The accuracy of these imaging modalities is summarised in Table 1  and their main characteristics are shown in Table 2 .
Angiography, either non-invasive or invasive, should not be performed for the anatomic assessment of patients with LEAD who do not evidence leg symptoms, since delineation of anatomy will not change treatment for this population .
Table 1. Comparison between different imaging techniques for arterial stenosis >50% in LEAD [9,14,17].
|Imaging method||Sensitivity (%)||Specificity (%)|
|CTA aorto-iliac stenosis||96||98|
|CTA femoropopliteal stenosis||97||94|
Table 2. Comparison of different imaging tests for patients with LEAD .
CTA: computed tomography angiography; DSA: digital subtraction angiography; DUS: duplex ultrasound; MRA: magnetic resonance angiography; +: low; ++: intermediate; +++: high.
Special situations: acute limb ischaemia
When assessing acute limb ischaemia, the initial imaging test is chosen case by case, based on the patient’s characteristics (renal function, allergy to iodinated contrasts) and the availability of resources in each centre.
The imaging method depends on its immediate availability, making DUS and DSA the most frequently used techniques in these situations [2,8].
In case of associated neurological deficit, urgent revascularisation is mandatory and imaging should not delay the intervention [2,8].
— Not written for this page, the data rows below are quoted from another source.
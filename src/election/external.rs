use std::sync::atomic::AtomicBool;
use std::sync::atomic::Ordering;

use async_trait::async_trait;
use tracing::info;

use super::Election;
use crate::Result;

/// Leadership decided by an out-of-process coordinator through
/// `/admin/leader`. Starts as follower.
#[derive(Debug)]
pub struct ExternalDecision {
    id: String,
    leader: AtomicBool,
}

impl ExternalDecision {
    pub fn new() -> Self {
        Self {
            id: nanoid::nanoid!(),
            leader: AtomicBool::new(false),
        }
    }

    pub fn leader(&self) -> bool {
        self.leader.load(Ordering::Acquire)
    }

    /// Applies the coordinator's decision, returning the previous one.
    pub fn set_leader(
        &self,
        leader: bool,
    ) -> bool {
        let previous = self.leader.swap(leader, Ordering::AcqRel);
        if previous != leader {
            info!(id = %self.id, leader, "leadership set by external decision");
        }
        previous
    }
}

impl Default for ExternalDecision {
    fn default() -> Self {
        Self::new()
    }
}

#[async_trait]
impl Election for ExternalDecision {
    fn id(&self) -> String {
        self.id.clone()
    }

    async fn become_leader(&self) -> Result<bool> {
        Ok(self.leader())
    }

    async fn is_leader(&self) -> Result<bool> {
        Ok(self.leader())
    }

    async fn resign(&self) -> Result<()> {
        self.set_leader(false);
        Ok(())
    }
}
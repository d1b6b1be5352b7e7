use prom_pg_adapter::AdapterBuilder;
use prom_pg_adapter::AdapterConfig;
use prom_pg_adapter::Error;
use prom_pg_adapter::Result;
use tokio::signal::unix::signal;
use tokio::signal::unix::SignalKind;
use tokio::sync::watch;
use tracing::error;
use tracing::info;
use tracing_subscriber::layer::SubscriberExt;
use tracing_subscriber::util::SubscriberInitExt;
use tracing_subscriber::EnvFilter;
use tracing_subscriber::Layer;

#[tokio::main(flavor = "multi_thread")]
async fn main() -> Result<()> {
    let config = AdapterConfig::new()?.validate()?;

    // Initializing Logs
    init_observability(&config.log.level);
    info!("Starting remote-write adapter: {:?}", config);

    // Initializing Shutdown Signal
    let (graceful_tx, graceful_rx) = watch::channel(());

    let adapter = AdapterBuilder::new(config, graceful_rx)
        .build()
        .await
        .inspect_err(|e| error!("Adapter failed to start: {}", e))?;

    // Listen on Shutdown Signal
    tokio::spawn(async {
        if let Err(e) = graceful_shutdown(graceful_tx).await {
            error!("Failed to shutdown: {:?}", e);
        }
    });

    if let Err(e) = adapter.run().await {
        error!("Adapter stopped with error: {}", e);
        return Err(e);
    }

    info!("Exiting program.");
    Ok(())
}

async fn graceful_shutdown(graceful_tx: watch::Sender<()>) -> Result<()> {
    let mut sigint = signal(SignalKind::interrupt())?;
    let mut sigterm = signal(SignalKind::terminate())?;
    tokio::select! {
        _ = sigint.recv() => {
            info!("SIGINT detected.");
        },
        _ = sigterm.recv() => {
            info!("SIGTERM detected.");
        },
    }

    graceful_tx.send(()).map_err(|e| {
        error!("Failed to send shutdown signal: {}", e);
        Error::SignalSenderClosed(format!("Failed to send shutdown signal: {}", e))
    })?;

    info!("Shutdown signal sent");
    Ok(())
}

/// `RUST_LOG` takes precedence over the configured level.
fn init_observability(level: &str) {
    let filter = EnvFilter::try_from_default_env().unwrap_or_else(|_| EnvFilter::new(level));
    let fmt_layer = tracing_subscriber::fmt::layer().with_filter(filter);
    tracing_subscriber::registry().with(fmt_layer).init();
}
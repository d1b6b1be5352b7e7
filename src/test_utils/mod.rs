//! the test_utils folder here shares fakes and builders between the unit
//! tests of different modules
mod mem_store;
mod samples;

pub use mem_store::*;
pub use samples::*;
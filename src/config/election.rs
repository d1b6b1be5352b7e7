use std::time::Duration;

use serde::Deserialize;
use serde::Serialize;

use crate::Error;
use crate::Result;

/// Leader election settings
///
/// At most one backend may be enabled: either an advisory lock id is set, or
/// the external-decision endpoint is turned on.
#[derive(Debug, Serialize, Deserialize, Clone)]
pub struct ElectionConfig {
    /// Advisory lock key shared by one high-availability group (0 = unset)
    #[serde(default)]
    pub advisory_lock_id: i64,

    /// Resign leadership when no batch arrived within this window
    /// (unit: milliseconds). 0 disables idle resignation, negative values
    /// are rejected. Required with the advisory lock backend.
    #[serde(default)]
    pub idle_timeout_ms: Option<i64>,

    /// Let an external coordinator decide leadership through `/admin/leader`
    #[serde(default)]
    pub external_decision: bool,

    /// Period of the scheduled election (unit: milliseconds)
    #[serde(default = "default_interval_ms")]
    pub interval_ms: u64,
}

impl Default for ElectionConfig {
    fn default() -> Self {
        Self {
            advisory_lock_id: 0,
            idle_timeout_ms: None,
            external_decision: false,
            interval_ms: default_interval_ms(),
        }
    }
}

/// Election backend resolved from configuration, chosen once at startup
#[derive(Debug, Clone, PartialEq, Eq)]
pub enum ElectionBackend {
    /// Every instance writes
    Disabled,
    AdvisoryLock {
        lock_id: i64,
        interval: Duration,
        /// `None` when idle resignation is disabled
        idle_timeout: Option<Duration>,
    },
    ExternalDecision,
}

impl ElectionConfig {
    pub fn validate(&self) -> Result<()> {
        if self.interval_ms == 0 {
            return Err(Error::InvalidConfig("election interval_ms must be greater than 0".into()));
        }
        if let Some(timeout) = self.idle_timeout_ms {
            if timeout < 0 {
                return Err(Error::InvalidConfig(format!(
                    "election idle_timeout_ms must not be negative, got {timeout}"
                )));
            }
        }
        self.backend().map(|_| ())
    }

    pub fn interval(&self) -> Duration {
        Duration::from_millis(self.interval_ms)
    }

    pub fn backend(&self) -> Result<ElectionBackend> {
        let advisory_lock = self.advisory_lock_id != 0;

        if advisory_lock && self.external_decision {
            return Err(Error::InvalidConfig(
                "use either the external decision endpoint or the advisory lock for leader election"
                    .into(),
            ));
        }

        if self.external_decision {
            return Ok(ElectionBackend::ExternalDecision);
        }

        if !advisory_lock {
            return Ok(ElectionBackend::Disabled);
        }

        let idle_timeout = match self.idle_timeout_ms {
            None => {
                return Err(Error::InvalidConfig(
                    "idle_timeout_ms must be set when using the advisory lock".into(),
                ))
            }
            Some(ms) if ms < 0 => {
                return Err(Error::InvalidConfig(format!(
                    "election idle_timeout_ms must not be negative, got {ms}"
                )))
            }
            Some(0) => None,
            Some(ms) => Some(Duration::from_millis(ms as u64)),
        };

        Ok(ElectionBackend::AdvisoryLock {
            lock_id: self.advisory_lock_id,
            interval: self.interval(),
            idle_timeout,
        })
    }
}

fn default_interval_ms() -> u64 {
    5000
}
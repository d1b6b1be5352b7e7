use std::sync::atomic::AtomicUsize;
use std::sync::atomic::Ordering;
use std::sync::Arc;
use std::time::Duration;

use async_trait::async_trait;
use prometheus::Registry;
use prost::Message;
use tokio::time::sleep;
use tokio::time::timeout;

use super::routes;
use super::AppState;
use crate::proto::prompb::Label;
use crate::proto::prompb::Sample as WireSample;
use crate::proto::prompb::TimeSeries;
use crate::proto::prompb::WriteRequest;
use crate::AdapterMetrics;
use crate::Elector;
use crate::ExternalDecision;
use crate::LivenessTracker;
use crate::MockHealthCheck;
use crate::MockWriter;
use crate::Sample;
use crate::StorageError;
use crate::ThroughputCalc;
use crate::WriteCoordinator;
use crate::WritePhase;
use crate::Writer;

const REMOTE: &str = "PostgreSQL";

struct TestContext {
    state: Arc<AppState>,
    metrics: AdapterMetrics,
}

fn setup(
    writer: MockWriter,
    health: MockHealthCheck,
    external: Option<Arc<ExternalDecision>>,
) -> TestContext {
    setup_with(Arc::new(writer), health, external)
}

fn setup_with(
    writer: Arc<dyn Writer>,
    health: MockHealthCheck,
    external: Option<Arc<ExternalDecision>>,
) -> TestContext {
    let registry = Registry::new();
    let metrics = AdapterMetrics::registered(&registry).unwrap();
    let elector = external.clone().map(|e| Elector::new(e));
    let coordinator = WriteCoordinator::new(
        elector,
        Arc::new(LivenessTracker::new()),
        metrics.clone(),
        ThroughputCalc::new(Duration::from_secs(1)),
    );
    let state = Arc::new(AppState {
        coordinator,
        writer,
        health: Arc::new(health),
        metrics: metrics.clone(),
        registry,
        external,
    });
    TestContext { state, metrics }
}

fn writer_expecting(times: usize) -> MockWriter {
    let mut writer = MockWriter::new();
    writer.expect_name().returning(|| REMOTE.to_string());
    writer.expect_write().times(times).returning(|_| Ok(()));
    writer
}

/// Writer that takes 800ms per batch
#[derive(Default)]
struct SlowWriter {
    started: AtomicUsize,
    finished: AtomicUsize,
}

#[async_trait]
impl Writer for SlowWriter {
    async fn write(
        &self,
        _samples: &[Sample],
    ) -> crate::Result<()> {
        self.started.fetch_add(1, Ordering::SeqCst);
        sleep(Duration::from_millis(800)).await;
        self.finished.fetch_add(1, Ordering::SeqCst);
        Ok(())
    }

    fn name(&self) -> String {
        REMOTE.to_string()
    }
}

fn up_body() -> Vec<u8> {
    let request = WriteRequest {
        timeseries: vec![TimeSeries {
            labels: vec![
                Label {
                    name: "__name__".into(),
                    value: "up".into(),
                },
                Label {
                    name: "job".into(),
                    value: "a".into(),
                },
            ],
            samples: vec![
                WireSample {
                    value: 1.0,
                    timestamp: 1000,
                },
                WireSample {
                    value: 0.0,
                    timestamp: 2000,
                },
            ],
        }],
    };
    snap::raw::Encoder::new()
        .compress_vec(&request.encode_to_vec())
        .unwrap()
}

#[tokio::test]
async fn test_write_route_hands_batch_to_writer() {
    let ctx = setup(writer_expecting(1), MockHealthCheck::new(), None);
    let filter = routes(ctx.state.clone(), "metrics");

    let response = warp::test::request()
        .method("POST")
        .path("/write")
        .body(up_body())
        .reply(&filter)
        .await;

    assert_eq!(response.status(), 200);
    assert_eq!(ctx.metrics.received_samples.get(), 2.0);
    assert_eq!(ctx.metrics.sent_samples.with_label_values(&[REMOTE]).get(), 2.0);
    assert_eq!(
        ctx.metrics
            .http_request_duration
            .with_label_values(&["/write"])
            .get_sample_count(),
        1
    );
}

#[tokio::test(start_paused = true)]
async fn test_batch_write_completes_after_client_goes_away() {
    let writer = Arc::new(SlowWriter::default());
    let ctx = setup_with(writer.clone(), MockHealthCheck::new(), None);
    let filter = routes(ctx.state.clone(), "metrics");

    let request = warp::test::request()
        .method("POST")
        .path("/write")
        .body(up_body())
        .reply(&filter);
    // Client gives up while the batch is being written
    assert!(timeout(Duration::from_millis(200), request).await.is_err());
    assert_eq!(writer.started.load(Ordering::SeqCst), 1);
    assert_eq!(writer.finished.load(Ordering::SeqCst), 0);

    sleep(Duration::from_secs(1)).await;

    assert_eq!(writer.finished.load(Ordering::SeqCst), 1);
    assert_eq!(ctx.metrics.sent_samples.with_label_values(&[REMOTE]).get(), 2.0);
    assert_eq!(ctx.metrics.failed_samples.with_label_values(&[REMOTE]).get(), 0.0);
}

#[tokio::test]
async fn test_undecodable_write_is_bad_request() {
    let ctx = setup(writer_expecting(0), MockHealthCheck::new(), None);
    let filter = routes(ctx.state.clone(), "metrics");

    let response = warp::test::request()
        .method("POST")
        .path("/write")
        .body("not snappy at all")
        .reply(&filter)
        .await;

    assert_eq!(response.status(), 400);
    assert_eq!(ctx.metrics.received_samples.get(), 0.0);
}

#[tokio::test]
async fn test_storage_failure_is_still_acknowledged() {
    let mut writer = MockWriter::new();
    writer.expect_name().returning(|| REMOTE.to_string());
    writer.expect_write().times(1).returning(|_| {
        Err(StorageError::Backend {
            phase: WritePhase::InsertLabels,
            message: "unique violation".into(),
        }
        .into())
    });
    let ctx = setup(writer, MockHealthCheck::new(), None);
    let filter = routes(ctx.state.clone(), "metrics");

    let response = warp::test::request()
        .method("POST")
        .path("/write")
        .body(up_body())
        .reply(&filter)
        .await;

    assert_eq!(response.status(), 200);
    assert_eq!(ctx.metrics.failed_samples.with_label_values(&[REMOTE]).get(), 2.0);
}

#[tokio::test]
async fn test_follower_acknowledges_without_writing() {
    let external = Arc::new(ExternalDecision::new());
    let ctx = setup(writer_expecting(0), MockHealthCheck::new(), Some(external));
    let filter = routes(ctx.state.clone(), "metrics");

    let response = warp::test::request()
        .method("POST")
        .path("/write")
        .body(up_body())
        .reply(&filter)
        .await;

    assert_eq!(response.status(), 200);
    assert_eq!(ctx.metrics.received_samples.get(), 2.0);
    assert_eq!(ctx.metrics.sent_samples.with_label_values(&[REMOTE]).get(), 0.0);
    assert_eq!(ctx.metrics.failed_samples.with_label_values(&[REMOTE]).get(), 0.0);
}

#[tokio::test]
async fn test_health_route() {
    let mut health = MockHealthCheck::new();
    health.expect_health_check().times(1).returning(|| Ok(()));
    let ctx = setup(writer_expecting(0), health, None);
    let filter = routes(ctx.state.clone(), "metrics");

    let response = warp::test::request().path("/healthz").reply(&filter).await;
    assert_eq!(response.status(), 200);
    assert!(response.body().is_empty());
}

#[tokio::test]
async fn test_health_route_reports_failure() {
    let mut health = MockHealthCheck::new();
    health.expect_health_check().times(1).returning(|| {
        Err(StorageError::Backend {
            phase: WritePhase::Acquire,
            message: "connection refused".into(),
        }
        .into())
    });
    let ctx = setup(writer_expecting(0), health, None);
    let filter = routes(ctx.state.clone(), "metrics");

    let response = warp::test::request().path("/healthz").reply(&filter).await;
    assert_eq!(response.status(), 500);
    let body = String::from_utf8(response.body().to_vec()).unwrap();
    assert!(body.contains("connection refused"));
}

#[tokio::test]
async fn test_telemetry_route_uses_configured_path() {
    let ctx = setup(writer_expecting(1), MockHealthCheck::new(), None);
    let filter = routes(ctx.state.clone(), "telemetry");

    warp::test::request()
        .method("POST")
        .path("/write")
        .body(up_body())
        .reply(&filter)
        .await;
    let response = warp::test::request().path("/telemetry").reply(&filter).await;

    assert_eq!(response.status(), 200);
    assert_eq!(
        response.headers().get("Content-Type"),
        Some(&"text/plain; charset=utf-8".parse().unwrap())
    );
    let body = String::from_utf8(response.body().to_vec()).unwrap();
    assert!(body.contains("received_samples_total 2"));
    assert!(body.contains("http_request_duration_ms"));

    let response = warp::test::request().path("/metrics").reply(&filter).await;
    assert_eq!(response.status(), 404);
}

#[tokio::test]
async fn test_admin_leader_round_trip() {
    let external = Arc::new(ExternalDecision::new());
    let ctx = setup(writer_expecting(0), MockHealthCheck::new(), Some(external.clone()));
    let filter = routes(ctx.state.clone(), "metrics");

    let response = warp::test::request().path("/admin/leader").reply(&filter).await;
    assert_eq!(response.status(), 200);
    assert_eq!(response.body().as_ref(), b"false");

    let response = warp::test::request()
        .method("PUT")
        .path("/admin/leader")
        .body("true\n")
        .reply(&filter)
        .await;
    assert_eq!(response.status(), 200);
    assert!(external.leader());

    let response = warp::test::request().path("/admin/leader").reply(&filter).await;
    assert_eq!(response.body().as_ref(), b"true");
}

#[tokio::test]
async fn test_admin_leader_rejects_bad_body() {
    let external = Arc::new(ExternalDecision::new());
    let ctx = setup(writer_expecting(0), MockHealthCheck::new(), Some(external.clone()));
    let filter = routes(ctx.state.clone(), "metrics");

    let response = warp::test::request()
        .method("PUT")
        .path("/admin/leader")
        .body("maybe")
        .reply(&filter)
        .await;

    assert_eq!(response.status(), 400);
    assert!(!external.leader());
}

#[tokio::test]
async fn test_admin_leader_absent_without_external_backend() {
    let ctx = setup(writer_expecting(0), MockHealthCheck::new(), None);
    let filter = routes(ctx.state.clone(), "metrics");

    let response = warp::test::request().path("/admin/leader").reply(&filter).await;
    assert_eq!(response.status(), 404);
}

#[tokio::test]
async fn test_unknown_path_is_not_found() {
    let external = Arc::new(ExternalDecision::new());
    let ctx = setup(writer_expecting(0), MockHealthCheck::new(), Some(external));
    let filter = routes(ctx.state.clone(), "metrics");

    let response = warp::test::request().path("/nope").reply(&filter).await;
    assert_eq!(response.status(), 404);

    let response = warp::test::request().method("POST").path("/nope").reply(&filter).await;
    assert_eq!(response.status(), 404);
}

#[tokio::test]
async fn test_known_path_with_wrong_method_is_not_allowed() {
    let external = Arc::new(ExternalDecision::new());
    let ctx = setup(writer_expecting(0), MockHealthCheck::new(), Some(external));
    let filter = routes(ctx.state.clone(), "metrics");

    let response = warp::test::request().path("/write").reply(&filter).await;
    assert_eq!(response.status(), 405);

    let response = warp::test::request().method("DELETE").path("/admin/leader").reply(&filter).await;
    assert_eq!(response.status(), 405);
}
In individuals with clinically suspected LEAD, the ankle-brachial index is indicated as a first-line test for diagnosis. In order to confirm and characterise the disease, DUS is usually the preferred imaging test. When a revascularisation strategy is being planned, accurate details of lesion distribution and distal run-off are necessary to plan interventions. Magnetic resonance and computed tomography angiography replace invasive catheter angiography for the mapping of peripheral occlusive arterial disease.
Finally, data from an anatomical imaging test should always be analysed in conjunction with symptoms and haemodynamic tests prior to any treatment decision.